#### [TASK TO CARRY OUT]
Every line of the data needs to be returned exactly.

= Beginning of Section =

use std::collections::HashMap;

use async_trait::async_trait;
use serde::{Deserialize, Serialize};
use serde_json::Value;

use crate::error::TornadoError;
use crate::http::{
    DynHttpTransport, ensure_stream_success, ensure_success, parse_json, post_json_stream_with_headers,
    post_json_with_headers,
};
use crate::provider::{ChatProvider, ChatStream, resolve_model, versioned_endpoint};
use crate::types::{CapabilityDescriptor, ChatRequest, ChatResult};

use super::error::openai_error_parser;
use super::request::build_openai_body;
use super::response::map_response;
use super::stream::create_stream;
use super::types::OpenAiChatResponse;

const DEFAULT_BASE_URL: &str = "https://api.openai.com";

/// Vendors that expose an OpenAI-compatible Chat Completions API.
#[derive(Debug, Clone, Copy, PartialEq, Eq, Hash, Serialize, Deserialize)]
#[serde(rename_all = "snake_case")]
pub enum OpenAiCompatible {
    Groq,
    Mistral,
    DeepSeek,
    XAi,
    Perplexity,
    OpenRouter,
}

impl OpenAiCompatible {
    pub fn name(&self) -> &'static str {
        match self {
            Self::Groq => "groq",
            Self::Mistral => "mistral",
            Self::DeepSeek => "deepseek",
            Self::XAi => "xai",
            Self::Perplexity => "perplexity",
            Self::OpenRouter => "openrouter",
        }
    }

    pub fn base_url(&self) -> &'static str {
        match self {
            Self::Groq => "https://api.groq.com/openai/v1",
            Self::Mistral => "https://api.mistral.ai/v1",
            Self::DeepSeek => "https://api.deepseek.com/v1",
            Self::XAi => "https://api.x.ai/v1",
            Self::Perplexity => "https://api.perplexity.ai",
            Self::OpenRouter => "https://openrouter.ai/api/v1",
        }
    }

    /// Perplexity serves `/chat/completions` without a version segment.
    fn versioned(&self) -> bool {
        !matches!(self, Self::Perplexity)
    }

    /// Conventional environment variable holding the vendor API key.
    pub fn api_key_env(&self) -> &'static str {
        match self {
            Self::Groq => "GROQ_API_KEY",
            Self::Mistral => "MISTRAL_API_KEY",
            Self::DeepSeek => "DEEPSEEK_API_KEY",
            Self::XAi => "XAI_API_KEY",
            Self::Perplexity => "PERPLEXITY_API_KEY",
            Self::OpenRouter => "OPENROUTER_API_KEY",
        }
    }
}

/// OpenAI Chat Completions provider, also used for compatible vendors.
///
/// ```
/// # use std::sync::Arc;
/// # use tornado_llm::http::reqwest::ReqwestTransport;
/// # use tornado_llm::provider::ChatProvider;
/// # use tornado_llm::provider::openai_chat::{OpenAiChatProvider, OpenAiCompatible};
/// let transport = Arc::new(ReqwestTransport::default_client().unwrap());
/// let groq = OpenAiChatProvider::compatible(transport, OpenAiCompatible::Groq, "gsk-test")
///     .with_default_model("llama-3.3-70b-versatile");
/// assert_eq!(groq.name(), "groq");
/// assert_eq!(groq.endpoint(), "https://api.groq.com/openai/v1/chat/completions");
/// ```
pub struct OpenAiChatProvider {
    pub(crate) transport: DynHttpTransport,
    pub(crate) name: &'static str,
    pub(crate) base_url: String,
    pub(crate) versioned: bool,
    pub(crate) api_key: String,
    pub(crate) organization: Option<String>,
    pub(crate) project: Option<String>,
    pub(crate) default_model: Option<String>,
    pub(crate) extra_headers: HashMap<String, String>,
}

impl OpenAiChatProvider {
    pub fn new(transport: DynHttpTransport, api_key: impl Into<String>) -> Self {
        Self {
            transport,
            name: "openai_chat",
            base_url: DEFAULT_BASE_URL.to_string(),
            versioned: true,
            api_key: api_key.into(),
            organization: None,
            project: None,
            default_model: None,
            extra_headers: HashMap::new(),
        }
    }

    /// Provider preconfigured for an OpenAI-compatible vendor.
    pub fn compatible(
        transport: DynHttpTransport,
        vendor: OpenAiCompatible,
        api_key: impl Into<String>,
    ) -> Self {
        let mut provider = Self::new(transport, api_key).with_base_url(vendor.base_url());
        provider.name = vendor.name();
        provider.versioned = vendor.versioned();
        provider
    }

    /// Self-hosted or otherwise unlisted compatible endpoint (vLLM, Ollama, LM Studio).
    pub fn custom(
        transport: DynHttpTransport,
        base_url: impl Into<String>,
        api_key: impl Into<String>,
    ) -> Self {
        let mut provider = Self::new(transport, api_key).with_base_url(base_url);
        provider.name = "openai_compatible";
        provider
    }

    pub fn with_base_url(mut self, base_url: impl Into<String>) -> Self {
        self.base_url = base_url.into();
        self
    }

    pub fn with_organization(mut self, organization: impl Into<String>) -> Self {
        self.organization = Some(organization.into());
        self
    }

    pub fn with_project(mut self, project: impl Into<String>) -> Self {
        self.project = Some(project.into());
        self
    }

    pub fn with_default_model(mut self, model: impl Into<String>) -> Self {
        self.default_model = Some(model.into());
        self
    }

    /// Extra header sent with every request (e.g. OpenRouter's `HTTP-Referer`).
    pub fn with_header(mut self, name: impl Into<String>, value: impl Into<String>) -> Self {
        self.extra_headers.insert(name.into(), value.into());
        self
    }

    pub fn endpoint(&self) -> String {
        if self.versioned {
            versioned_endpoint(&self.base_url, "v1", "chat/completions")
        } else {
            format!("{}/chat/completions", self.base_url.trim_end_matches('/'))
        }
    }

    fn build_headers(&self) -> HashMap<String, String> {
        let mut headers = self.extra_headers.clone();
        if !self.api_key.is_empty() {
            headers.insert(
                "Authorization".to_string(),
                format!("Bearer {}", self.api_key),
            );
        }
        if let Some(org) = &self.organization {
            headers.insert("OpenAI-Organization".to_string(), org.clone());
        }
        if let Some(project) = &self.project {
            headers.insert("OpenAI-Project".to_string(), project.clone());
        }
        headers
    }

    fn build_request_body(&self, request: &ChatRequest, stream: bool) -> Result<Value, TornadoError> {
        let model = resolve_model(request, self.default_model.as_deref(), self.name)?;
        build_openai_body(request, &model, stream)
    }
}

#[async_trait]
impl ChatProvider for OpenAiChatProvider {
    async fn chat(&self, request: ChatRequest) -> Result<ChatResult, TornadoError> {
        let body = self.build_request_body(&request, false)?;
        let endpoint = self.endpoint();
        tracing::debug!(provider = self.name, endpoint = %endpoint, "sending chat request");
        let response =
            post_json_with_headers(self.transport.as_ref(), &endpoint, self.build_headers(), &body)
                .await?;
        let text = ensure_success(response, openai_error_parser(self.name))?;
        let parsed: OpenAiChatResponse = parse_json(self.name, &text)?;
        Ok(map_response(parsed, self.name, &endpoint))
    }

    async fn stream_chat(&self, request: ChatRequest) -> Result<ChatStream, TornadoError> {
        let body = self.build_request_body(&request, true)?;
        let endpoint = self.endpoint();
        tracing::debug!(provider = self.name, endpoint = %endpoint, "opening chat stream");
        let response = post_json_stream_with_headers(
            self.transport.as_ref(),
            &endpoint,
            self.build_headers(),
            &body,
        )
        .await?;
        let response = ensure_stream_success(response, openai_error_parser(self.name)).await?;
        Ok(create_stream(response.body, self.name, &endpoint))
    }

    fn capabilities(&self) -> CapabilityDescriptor {
        let native = self.name == "openai_chat";
        CapabilityDescriptor {
            supports_stream: true,
            supports_image_input: true,
            supports_audio_input: native,
            supports_video_input: false,
            supports_tools: true,
            supports_structured_output: true,
            supports_parallel_tool_calls: true,
        }
    }

    fn name(&self) -> &'static str {
        self.name
    }
}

= End of Section =

#### [EXERCISE RESPONSE]
use std::collections::HashMap;

use async_trait::async_trait;
use serde::{Deserialize, Serialize};
use serde_json::Value;

use crate::error::TornadoError;
use crate::http::{
    DynHttpTransport, ensure_stream_success, ensure_success, parse_json, post_json_stream_with_headers,
    post_json_with_headers,
};
use crate::provider::{ChatProvider, ChatStream, resolve_model, versioned_endpoint};
use crate::types::{CapabilityDescriptor, ChatRequest, ChatResult};

use super::error::openai_error_parser;
use super::request::build_openai_body;
use super::response::map_response;
use super::stream::create_stream;
use super::types::OpenAiChatResponse;

const DEFAULT_BASE_URL: &str = "https://api.openai.com";

/// Vendors that expose an OpenAI-compatible Chat Completions API.
#[derive(Debug, Clone, Copy, PartialEq, Eq, Hash, Serialize, Deserialize)]
#[serde(rename_all = "snake_case")]
pub enum OpenAiCompatible {
    Groq,
    Mistral,
    DeepSeek,
    XAi,
    Perplexity,
    OpenRouter,
}

impl OpenAiCompatible {
    pub fn name(&self) -> &'static str {
        match self {
            Self::Groq => "groq",
            Self::Mistral => "mistral",
            Self::DeepSeek => "deepseek",
            Self::XAi => "xai",
            Self::Perplexity => "perplexity",
            Self::OpenRouter => "openrouter",
        }
    }

    pub fn base_url(&self) -> &'static str {
        match self {
            Self::Groq => "https://api.groq.com/openai/v1",
            Self::Mistral => "https://api.mistral.ai/v1",
            Self::DeepSeek => "https://api.deepseek.com/v1",
            Self::XAi => "https://api.x.ai/v1",
            Self::Perplexity => "https://api.perplexity.ai",
            Self::OpenRouter => "https://openrouter.ai/api/v1",
        }
    }

    /// Perplexity serves `/chat/completions` without a version segment.
    fn versioned(&self) -> bool {
        !matches!(self, Self::Perplexity)
    }

    /// Conventional environment variable holding the vendor API key.
    pub fn api_key_env(&self) -> &'static str {
        match self {
            Self::Groq => "GROQ_API_KEY",
            Self::Mistral => "MISTRAL_API_KEY",
            Self::DeepSeek => "DEEPSEEK_API_KEY",
            Self::XAi => "XAI_API_KEY",
            Self::Perplexity => "PERPLEXITY_API_KEY",
            Self::OpenRouter => "OPENROUTER_API_KEY",
        }
    }
}

/// OpenAI Chat Completions provider, also used for compatible vendors.
///
/// ```
/// # use std::sync::Arc;
/// # use tornado_llm::http::reqwest::ReqwestTransport;
/// # use tornado_llm::provider::ChatProvider;
/// # use tornado_llm::provider::openai_chat::{OpenAiChatProvider, OpenAiCompatible};
/// let transport = Arc::new(ReqwestTransport::default_client().unwrap());
/// let groq = OpenAiChatProvider::compatible(transport, OpenAiCompatible::Groq, "gsk-test")
///     .with_default_model("llama-3.3-70b-versatile");
/// assert_eq!(groq.name(), "groq");
/// assert_eq!(groq.endpoint(), "https://api.groq.com/openai/v1/chat/completions");
/// ```
pub struct OpenAiChatProvider {
    pub(crate) transport: DynHttpTransport,
    pub(crate) name: &'static str,
    pub(crate) base_url: String,
    pub(crate) versioned: bool,
    pub(crate) api_key: String,
    pub(crate) organization: Option<String>,
    pub(crate) project: Option<String>,
    pub(crate) default_model: Option<String>,
    pub(crate) extra_headers: HashMap<String, String>,
}

impl OpenAiChatProvider {
    pub fn new(transport: DynHttpTransport, api_key: impl Into<String>) -> Self {
        Self {
            transport,
            name: "openai_chat",
            base_url: DEFAULT_BASE_URL.to_string(),
            versioned: true,
            api_key: api_key.into(),
            organization: None,
            project: None,
            default_model: None,
            extra_headers: HashMap::new(),
        }
    }

    /// Provider preconfigured for an OpenAI-compatible vendor.
    pub fn compatible(
        transport: DynHttpTransport,
        vendor: OpenAiCompatible,
        api_key: impl Into<String>,
    ) -> Self {
        let mut provider = Self::new(transport, api_key).with_base_url(vendor.base_url());
        provider.name = vendor.name();
        provider.versioned = vendor.versioned();
        provider
    }

    /// Self-hosted or otherwise unlisted compatible endpoint (vLLM, Ollama, LM Studio).
    pub fn custom(
        transport: DynHttpTransport,
        base_url: impl Into<String>,
        api_key: impl Into<String>,
    ) -> Self {
        let mut provider = Self::new(transport, api_key).with_base_url(base_url);
        provider.name = "openai_compatible";
        provider
    }

    pub fn with_base_url(mut self, base_url: impl Into<String>) -> Self {
        self.base_url = base_url.into();
        self
    }

    pub fn with_organization(mut self, organization: impl Into<String>) -> Self {
        self.organization = Some(organization.into());
        self
    }

    pub fn with_project(mut self, project: impl Into<String>) -> Self {
        self.project = Some(project.into());
        self
    }

    pub fn with_default_model(mut self, model: impl Into<String>) -> Self {
        self.default_model = Some(model.into());
        self
    }

    /// Extra header sent with every request (e.g. OpenRouter's `HTTP-Referer`).
    pub fn with_header(mut self, name: impl Into<String>, value: impl Into<String>) -> Self {
        self.extra_headers.insert(name.into(), value.into());
        self
    }

    pub fn endpoint(&self) -> String {
        if self.versioned {
            versioned_endpoint(&self.base_url, "v1", "chat/completions")
        } else {
            format!("{}/chat/completions", self.base_url.trim_end_matches('/'))
        }
    }

    fn build_headers(&self) -> HashMap<String, String> {
        let mut headers = self.extra_headers.clone();
        if !self.api_key.is_empty() {
            headers.insert(
                "Authorization".to_string(),
                format!("Bearer {}", self.api_key),
            );
        }
        if let Some(org) = &self.organization {
            headers.insert("OpenAI-Organization".to_string(), org.clone());
        }
        if let Some(project) = &self.project {
            headers.insert("OpenAI-Project".to_string(), project.clone());
        }
        headers
    }

    fn build_request_body(&self, request: &ChatRequest, stream: bool) -> Result<Value, TornadoError> {
        let model = resolve_model(request, self.default_model.as_deref(), self.name)?;
        build_openai_body(request, &model, stream)
    }
}

#[async_trait]
impl ChatProvider for OpenAiChatProvider {
    async fn chat(&self, request: ChatRequest) -> Result<ChatResult, TornadoError> {
        let body = self.build_request_body(&request, false)?;
        let endpoint = self.endpoint();
        tracing::debug!(provider = self.name, endpoint = %endpoint, "sending chat request");
        let response =
            post_json_with_headers(self.transport.as_ref(), &endpoint, self.build_headers(), &body)
                .await?;
        let text = ensure_success(response, openai_error_parser(self.name))?;
        let parsed: OpenAiChatResponse = parse_json(self.name, &text)?;
        Ok(map_response(parsed, self.name, &endpoint))
    }

    async fn stream_chat(&self, request: ChatRequest) -> Result<ChatStream, TornadoError> {
        let body = self.build_request_body(&request, true)?;
        let endpoint = self.endpoint();
        tracing::debug!(provider = self.name, endpoint = %endpoint, "opening chat stream");
        let response = post_json_stream_with_headers(
            self.transport.as_ref(),
            &endpoint,
            self.build_headers(),
            &body,
        )
        .await?;
        let response = ensure_stream_success(response, openai_error_parser(self.name)).await?;
        Ok(create_stream(response.body, self.name, &endpoint))
    }

    fn capabilities(&self) -> CapabilityDescriptor {
        let native = self.name == "openai_chat";
        CapabilityDescriptor {
            supports_stream: true,
            supports_image_input: true,
            supports_audio_input: native,
            supports_video_input: false,
            supports_tools: true,
            supports_structured_output: true,
            supports_parallel_tool_calls: true,
        }
    }

    fn name(&self) -> &'static str {
        self.name
    }
}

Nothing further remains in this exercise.